(Collected data entries)
┄┄┄┄┄┄

// ----------------------------------------------------------------------
// Player and assignment storage
// ----------------------------------------------------------------------

impl LeaderboardStore for Database {
    fn get_player(&self, id: PlayerId) -> Result<Option<PlayerRecord>> {
        let conn = self.conn();
        conn.query_row(
            &format!("SELECT {PLAYER_COLUMNS} FROM players p WHERE p.id = ?1"),
            params![id],
            player_from_row,
        )
        .optional()
        .context("failed to load player")
    }

    fn find_player_by_ign(&self, ign: &str) -> Result<Option<PlayerRecord>> {
        let conn = self.conn();
        conn.query_row(
            &format!("SELECT {PLAYER_COLUMNS} FROM players p WHERE p.ign = ?1"),
            params![ign.trim()],
            player_from_row,
        )
        .optional()
        .context("failed to look up player by ign")
    }

    fn insert_player(&self, player: &NewPlayer) -> Result<PlayerId> {
        let conn = self.conn();
        let id = conn
            .query_row(
                "INSERT INTO players (ign, region, device, java_username)
                 VALUES (?1, ?2, ?3, ?4)
                 RETURNING id",
                params![
                    player.ign.trim(),
                    player.region.code(),
                    player.device.name(),
                    player.java_username,
                ],
                |row| row.get(0),
            )
            .with_context(|| format!("failed to insert player {}", player.ign))?;
        Ok(id)
    }

    fn update_player_profile(&self, id: PlayerId, player: &NewPlayer) -> Result<()> {
        let conn = self.conn();
        conn.execute(
            "UPDATE players SET ign = ?2, region = ?3, device = ?4, java_username = ?5
             WHERE id = ?1",
            params![
                id,
                player.ign.trim(),
                player.region.code(),
                player.device.name(),
                player.java_username,
            ],
        )
        .context("failed to update player profile")?;
        Ok(())
    }

    fn list_players(&self, filter: &PlayerFilter) -> Result<Vec<PlayerRecord>> {
        let conn = self.conn();
        let pattern = filter
            .ign_contains
            .as_deref()
            .map(|q| format!("%{}%", escape_like(q)));
        let limit = filter.limit.map(|l| l as i64).unwrap_or(-1);

        let mut stmt = conn
            .prepare(&format!(
                "SELECT {PLAYER_COLUMNS} FROM players p
                 WHERE (?1 OR p.banned = 0)
                   AND (?2 IS NULL OR p.ign LIKE ?2 ESCAPE '\\')
                 ORDER BY p.global_points DESC, p.ign ASC
                 LIMIT ?3"
            ))
            .context("failed to prepare list_players query")?;

        let players = stmt
            .query_map(params![filter.include_banned, pattern, limit], player_from_row)
            .context("failed to query players")?
            .collect::<std::result::Result<Vec<_>, _>>()
            .context("failed to map player rows")?;
        Ok(players)
    }

    fn overall_rank(&self, id: PlayerId) -> Result<Option<u32>> {
        let conn = self.conn();
        let rank: Option<Option<u32>> = conn
            .query_row(
                "SELECT CASE WHEN p.banned THEN NULL ELSE (
                     SELECT COUNT(*) + 1 FROM players o
                     WHERE o.banned = 0
                       AND (o.global_points > p.global_points
                            OR (o.global_points = p.global_points AND o.ign < p.ign))
                 ) END
                 FROM players p WHERE p.id = ?1",
                params![id],
                |row| row.get(0),
            )
            .optional()
            .context("failed to compute overall rank")?;
        Ok(rank.flatten())
    }

    fn set_global_points(&self, id: PlayerId, points: u32, updated_at: &str) -> Result<()> {
        let conn = self.conn();
        conn.execute(
            "UPDATE players SET global_points = ?2, updated_at = ?3 WHERE id = ?1",
            params![id, points, updated_at],
        )
        .context("failed to update global points")?;
        Ok(())
    }

    fn set_banned(&self, id: PlayerId, banned: bool) -> Result<bool> {
        let conn = self.conn();
        let changed = conn
            .execute(
                "UPDATE players SET banned = ?2 WHERE id = ?1",
                params![id, banned],
            )
            .context("failed to update banned flag")?;
        Ok(changed > 0)
    }

    fn delete_player(&self, id: PlayerId) -> Result<bool> {
        let mut conn = self.conn();
        let tx = conn.transaction().context("failed to begin transaction")?;
        tx.execute(
            "DELETE FROM gamemode_scores WHERE player_id = ?1",
            params![id],
        )
        .context("failed to delete player assignments")?;
        let deleted = tx
            .execute("DELETE FROM players WHERE id = ?1", params![id])
            .context("failed to delete player")?;
        tx.commit().context("failed to commit delete_player")?;
        Ok(deleted > 0)
    }

    fn all_player_ids(&self) -> Result<Vec<PlayerId>> {
        let conn = self.conn();
        let mut stmt = conn
            .prepare("SELECT id FROM players ORDER BY id")
            .context("failed to prepare all_player_ids query")?;
        let ids = stmt
            .query_map([], |row| row.get(0))
            .context("failed to query player ids")?
            .collect::<std::result::Result<Vec<_>, _>>()
            .context("failed to map player id rows")?;
        Ok(ids)
    }

    fn assignments_for_player(&self, id: PlayerId) -> Result<Vec<AssignmentRow>> {
        self.assignments_for_players(&[id])
    }

    fn assignments_for_players(&self, ids: &[PlayerId]) -> Result<Vec<AssignmentRow>> {
        if ids.is_empty() {
            return Ok(Vec::new());
        }
        let conn = self.conn();
        let placeholders = vec!["?"; ids.len()].join(", ");
        let mut stmt = conn
            .prepare(&format!(
                "SELECT player_id, gamemode, internal_tier, score
                 FROM gamemode_scores
                 WHERE player_id IN ({placeholders})
                 ORDER BY player_id, gamemode"
            ))
            .context("failed to prepare assignments query")?;

        let rows = stmt
            .query_map(params_from_iter(ids.iter()), |row| {
                Ok(AssignmentRow {
                    player_id: row.get(0)?,
                    gamemode: row.get(1)?,
                    tier_label: row.get(2)?,
                    score: row.get(3)?,
                })
            })
            .context("failed to query assignments")?
            .collect::<std::result::Result<Vec<_>, _>>()
            .context("failed to map assignment rows")?;
        Ok(rows)
    }

    fn upsert_assignment(
        &self,
        player_id: PlayerId,
        mode: GameMode,
        tier_label: &str,
        score: Option<i64>,
    ) -> Result<()> {
        let conn = self.conn();
        conn.execute(
            "INSERT INTO gamemode_scores (player_id, gamemode, internal_tier, score)
             VALUES (?1, ?2, ?3, COALESCE(?4, 0))
             ON CONFLICT(player_id, gamemode) DO UPDATE SET
                internal_tier = excluded.internal_tier,
                score         = COALESCE(?4, gamemode_scores.score)",
            params![player_id, mode.name(), tier_label, score],
        )
        .with_context(|| format!("failed to upsert {mode} assignment for player {player_id}"))?;
        Ok(())
    }

    fn mode_scores(&self, mode: GameMode, limit: Option<usize>) -> Result<Vec<ModeScoreRow>> {
        let conn = self.conn();
        let limit = limit.map(|l| l as i64).unwrap_or(-1);
        let mut stmt = conn
            .prepare(&format!(
                "SELECT {PLAYER_COLUMNS}, s.internal_tier, s.score
                 FROM gamemode_scores s
                 JOIN players p ON p.id = s.player_id
                 WHERE s.gamemode = ?1 AND p.banned = 0
                 ORDER BY s.score DESC, p.global_points DESC, p.ign ASC
                 LIMIT ?2"
            ))
            .context("failed to prepare mode_scores query")?;

        let rows = stmt
            .query_map(params![mode.name(), limit], |row| {
                Ok(ModeScoreRow {
                    player: player_from_row(row)?,
                    tier_label: row.get(9)?,
                    score: row.get(10)?,
                })
            })
            .context("failed to query mode scores")?
            .collect::<std::result::Result<Vec<_>, _>>()
            .context("failed to map mode score rows")?;
        Ok(rows)
    }
}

┄┄┄┄┄┄

■ **About this exercise**: Output every entry exactly.

■ **Answer**:
// ----------------------------------------------------------------------
// Player and assignment storage
// ----------------------------------------------------------------------

impl LeaderboardStore for Database {
    fn get_player(&self, id: PlayerId) -> Result<Option<PlayerRecord>> {
        let conn = self.conn();
        conn.query_row(
            &format!("SELECT {PLAYER_COLUMNS} FROM players p WHERE p.id = ?1"),
            params![id],
            player_from_row,
        )
        .optional()
        .context("failed to load player")
    }

    fn find_player_by_ign(&self, ign: &str) -> Result<Option<PlayerRecord>> {
        let conn = self.conn();
        conn.query_row(
            &format!("SELECT {PLAYER_COLUMNS} FROM players p WHERE p.ign = ?1"),
            params![ign.trim()],
            player_from_row,
        )
        .optional()
        .context("failed to look up player by ign")
    }

    fn insert_player(&self, player: &NewPlayer) -> Result<PlayerId> {
        let conn = self.conn();
        let id = conn
            .query_row(
                "INSERT INTO players (ign, region, device, java_username)
                 VALUES (?1, ?2, ?3, ?4)
                 RETURNING id",
                params![
                    player.ign.trim(),
                    player.region.code(),
                    player.device.name(),
                    player.java_username,
                ],
                |row| row.get(0),
            )
            .with_context(|| format!("failed to insert player {}", player.ign))?;
        Ok(id)
    }

    fn update_player_profile(&self, id: PlayerId, player: &NewPlayer) -> Result<()> {
        let conn = self.conn();
        conn.execute(
            "UPDATE players SET ign = ?2, region = ?3, device = ?4, java_username = ?5
             WHERE id = ?1",
            params![
                id,
                player.ign.trim(),
                player.region.code(),
                player.device.name(),
                player.java_username,
            ],
        )
        .context("failed to update player profile")?;
        Ok(())
    }

    fn list_players(&self, filter: &PlayerFilter) -> Result<Vec<PlayerRecord>> {
        let conn = self.conn();
        let pattern = filter
            .ign_contains
            .as_deref()
            .map(|q| format!("%{}%", escape_like(q)));
        let limit = filter.limit.map(|l| l as i64).unwrap_or(-1);

        let mut stmt = conn
            .prepare(&format!(
                "SELECT {PLAYER_COLUMNS} FROM players p
                 WHERE (?1 OR p.banned = 0)
                   AND (?2 IS NULL OR p.ign LIKE ?2 ESCAPE '\\')
                 ORDER BY p.global_points DESC, p.ign ASC
                 LIMIT ?3"
            ))
            .context("failed to prepare list_players query")?;

        let players = stmt
            .query_map(params![filter.include_banned, pattern, limit], player_from_row)
            .context("failed to query players")?
            .collect::<std::result::Result<Vec<_>, _>>()
            .context("failed to map player rows")?;
        Ok(players)
    }

    fn overall_rank(&self, id: PlayerId) -> Result<Option<u32>> {
        let conn = self.conn();
        let rank: Option<Option<u32>> = conn
            .query_row(
                "SELECT CASE WHEN p.banned THEN NULL ELSE (
                     SELECT COUNT(*) + 1 FROM players o
                     WHERE o.banned = 0
                       AND (o.global_points > p.global_points
                            OR (o.global_points = p.global_points AND o.ign < p.ign))
                 ) END
                 FROM players p WHERE p.id = ?1",
                params![id],
                |row| row.get(0),
            )
            .optional()
            .context("failed to compute overall rank")?;
        Ok(rank.flatten())
    }

    fn set_global_points(&self, id: PlayerId, points: u32, updated_at: &str) -> Result<()> {
        let conn = self.conn();
        conn.execute(
            "UPDATE players SET global_points = ?2, updated_at = ?3 WHERE id = ?1",
            params![id, points, updated_at],
        )
        .context("failed to update global points")?;
        Ok(())
    }

    fn set_banned(&self, id: PlayerId, banned: bool) -> Result<bool> {
        let conn = self.conn();
        let changed = conn
            .execute(
                "UPDATE players SET banned = ?2 WHERE id = ?1",
                params![id, banned],
            )
            .context("failed to update banned flag")?;
        Ok(changed > 0)
    }

    fn delete_player(&self, id: PlayerId) -> Result<bool> {
        let mut conn = self.conn();
        let tx = conn.transaction().context("failed to begin transaction")?;
        tx.execute(
            "DELETE FROM gamemode_scores WHERE player_id = ?1",
            params![id],
        )
        .context("failed to delete player assignments")?;
        let deleted = tx
            .execute("DELETE FROM players WHERE id = ?1", params![id])
            .context("failed to delete player")?;
        tx.commit().context("failed to commit delete_player")?;
        Ok(deleted > 0)
    }

    fn all_player_ids(&self) -> Result<Vec<PlayerId>> {
        let conn = self.conn();
        let mut stmt = conn
            .prepare("SELECT id FROM players ORDER BY id")
            .context("failed to prepare all_player_ids query")?;
        let ids = stmt
            .query_map([], |row| row.get(0))
            .context("failed to query player ids")?
            .collect::<std::result::Result<Vec<_>, _>>()
            .context("failed to map player id rows")?;
        Ok(ids)
    }

    fn assignments_for_player(&self, id: PlayerId) -> Result<Vec<AssignmentRow>> {
        self.assignments_for_players(&[id])
    }

    fn assignments_for_players(&self, ids: &[PlayerId]) -> Result<Vec<AssignmentRow>> {
        if ids.is_empty() {
            return Ok(Vec::new());
        }
        let conn = self.conn();
        let placeholders = vec!["?"; ids.len()].join(", ");
        let mut stmt = conn
            .prepare(&format!(
                "SELECT player_id, gamemode, internal_tier, score
                 FROM gamemode_scores
                 WHERE player_id IN ({placeholders})
                 ORDER BY player_id, gamemode"
            ))
            .context("failed to prepare assignments query")?;

        let rows = stmt
            .query_map(params_from_iter(ids.iter()), |row| {
                Ok(AssignmentRow {
                    player_id: row.get(0)?,
                    gamemode: row.get(1)?,
                    tier_label: row.get(2)?,
                    score: row.get(3)?,
                })
            })
            .context("failed to query assignments")?
            .collect::<std::result::Result<Vec<_>, _>>()
            .context("failed to map assignment rows")?;
        Ok(rows)
    }

    fn upsert_assignment(
        &self,
        player_id: PlayerId,
        mode: GameMode,
        tier_label: &str,
        score: Option<i64>,
    ) -> Result<()> {
        let conn = self.conn();
        conn.execute(
            "INSERT INTO gamemode_scores (player_id, gamemode, internal_tier, score)
             VALUES (?1, ?2, ?3, COALESCE(?4, 0))
             ON CONFLICT(player_id, gamemode) DO UPDATE SET
                internal_tier = excluded.internal_tier,
                score         = COALESCE(?4, gamemode_scores.score)",
            params![player_id, mode.name(), tier_label, score],
        )
        .with_context(|| format!("failed to upsert {mode} assignment for player {player_id}"))?;
        Ok(())
    }

    fn mode_scores(&self, mode: GameMode, limit: Option<usize>) -> Result<Vec<ModeScoreRow>> {
        let conn = self.conn();
        let limit = limit.map(|l| l as i64).unwrap_or(-1);
        let mut stmt = conn
            .prepare(&format!(
                "SELECT {PLAYER_COLUMNS}, s.internal_tier, s.score
                 FROM gamemode_scores s
                 JOIN players p ON p.id = s.player_id
                 WHERE s.gamemode = ?1 AND p.banned = 0
                 ORDER BY s.score DESC, p.global_points DESC, p.ign ASC
                 LIMIT ?2"
            ))
            .context("failed to prepare mode_scores query")?;

        let rows = stmt
            .query_map(params![mode.name(), limit], |row| {
                Ok(ModeScoreRow {
                    player: player_from_row(row)?,
                    tier_label: row.get(9)?,
                    score: row.get(10)?,
                })
            })
            .context("failed to query mode scores")?
            .collect::<std::result::Result<Vec<_>, _>>()
            .context("failed to map mode score rows")?;
        Ok(rows)
    }
}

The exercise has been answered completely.